• WORK TO BE COMPLETED:
If a line in the entries includes "SetupFailed", show that line.

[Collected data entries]
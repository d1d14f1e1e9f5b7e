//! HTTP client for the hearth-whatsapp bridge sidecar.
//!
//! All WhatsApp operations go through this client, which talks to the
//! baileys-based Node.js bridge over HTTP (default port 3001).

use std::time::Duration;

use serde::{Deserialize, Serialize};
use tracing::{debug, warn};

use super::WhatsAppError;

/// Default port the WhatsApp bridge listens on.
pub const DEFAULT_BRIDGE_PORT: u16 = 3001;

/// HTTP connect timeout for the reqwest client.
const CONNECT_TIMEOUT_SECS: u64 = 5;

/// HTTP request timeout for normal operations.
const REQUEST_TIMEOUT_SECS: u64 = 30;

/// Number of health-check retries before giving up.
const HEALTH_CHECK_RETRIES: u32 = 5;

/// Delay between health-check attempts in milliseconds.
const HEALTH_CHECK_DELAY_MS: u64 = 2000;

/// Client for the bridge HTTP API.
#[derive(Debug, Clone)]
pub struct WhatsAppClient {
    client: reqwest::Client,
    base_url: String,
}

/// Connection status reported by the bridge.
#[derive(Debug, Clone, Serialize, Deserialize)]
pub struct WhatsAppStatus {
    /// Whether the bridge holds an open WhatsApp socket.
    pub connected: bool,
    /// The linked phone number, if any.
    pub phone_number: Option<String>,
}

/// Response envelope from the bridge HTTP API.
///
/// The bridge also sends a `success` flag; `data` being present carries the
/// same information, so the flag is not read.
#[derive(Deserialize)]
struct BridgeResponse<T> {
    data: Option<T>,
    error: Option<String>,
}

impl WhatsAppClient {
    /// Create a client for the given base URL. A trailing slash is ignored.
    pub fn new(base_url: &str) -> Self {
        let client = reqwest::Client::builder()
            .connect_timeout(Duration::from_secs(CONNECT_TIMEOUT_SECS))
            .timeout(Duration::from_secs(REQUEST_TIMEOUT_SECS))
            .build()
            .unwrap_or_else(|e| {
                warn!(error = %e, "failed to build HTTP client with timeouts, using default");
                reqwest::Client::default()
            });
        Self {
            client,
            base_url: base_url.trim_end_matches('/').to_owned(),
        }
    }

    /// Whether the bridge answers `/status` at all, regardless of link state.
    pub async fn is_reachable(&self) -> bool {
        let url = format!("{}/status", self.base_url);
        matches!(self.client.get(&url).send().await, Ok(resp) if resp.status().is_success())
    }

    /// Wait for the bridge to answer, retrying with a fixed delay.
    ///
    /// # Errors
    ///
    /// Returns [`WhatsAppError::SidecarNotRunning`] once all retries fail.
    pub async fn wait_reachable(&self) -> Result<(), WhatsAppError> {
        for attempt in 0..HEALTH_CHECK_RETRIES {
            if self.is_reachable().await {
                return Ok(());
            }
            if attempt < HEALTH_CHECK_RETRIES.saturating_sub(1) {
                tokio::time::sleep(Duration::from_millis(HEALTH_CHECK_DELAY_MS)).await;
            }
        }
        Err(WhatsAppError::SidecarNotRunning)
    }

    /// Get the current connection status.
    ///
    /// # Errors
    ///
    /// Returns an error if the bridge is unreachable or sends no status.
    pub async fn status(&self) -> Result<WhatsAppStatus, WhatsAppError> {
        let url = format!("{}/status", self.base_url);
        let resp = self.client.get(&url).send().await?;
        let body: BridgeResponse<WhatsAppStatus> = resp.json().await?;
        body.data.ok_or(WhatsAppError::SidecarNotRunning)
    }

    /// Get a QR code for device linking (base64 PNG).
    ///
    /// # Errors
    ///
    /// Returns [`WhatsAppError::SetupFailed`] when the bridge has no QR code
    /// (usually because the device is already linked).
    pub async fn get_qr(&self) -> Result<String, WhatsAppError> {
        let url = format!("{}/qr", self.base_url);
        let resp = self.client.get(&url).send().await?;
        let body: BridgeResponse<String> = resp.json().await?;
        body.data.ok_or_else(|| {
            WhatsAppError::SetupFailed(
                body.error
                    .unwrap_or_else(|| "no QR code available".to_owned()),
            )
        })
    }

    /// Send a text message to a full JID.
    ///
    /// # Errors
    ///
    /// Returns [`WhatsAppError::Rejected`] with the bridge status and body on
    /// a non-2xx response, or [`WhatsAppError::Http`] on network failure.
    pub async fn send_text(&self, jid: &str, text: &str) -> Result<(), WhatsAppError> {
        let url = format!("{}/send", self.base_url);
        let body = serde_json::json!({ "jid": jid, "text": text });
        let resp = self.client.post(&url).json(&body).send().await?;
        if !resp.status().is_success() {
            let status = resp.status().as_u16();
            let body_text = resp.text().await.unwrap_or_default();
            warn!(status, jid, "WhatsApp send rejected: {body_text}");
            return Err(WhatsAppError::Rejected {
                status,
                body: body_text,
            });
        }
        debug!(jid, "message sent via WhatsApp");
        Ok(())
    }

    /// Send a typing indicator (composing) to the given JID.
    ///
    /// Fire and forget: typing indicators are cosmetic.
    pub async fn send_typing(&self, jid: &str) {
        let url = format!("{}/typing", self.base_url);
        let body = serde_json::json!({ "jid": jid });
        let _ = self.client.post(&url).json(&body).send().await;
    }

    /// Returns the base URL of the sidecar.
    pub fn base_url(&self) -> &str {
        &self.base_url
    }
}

• WRITTEN ANSWER:
    /// Returns [`WhatsAppError::SetupFailed`] when the bridge has no QR code
            WhatsAppError::SetupFailed(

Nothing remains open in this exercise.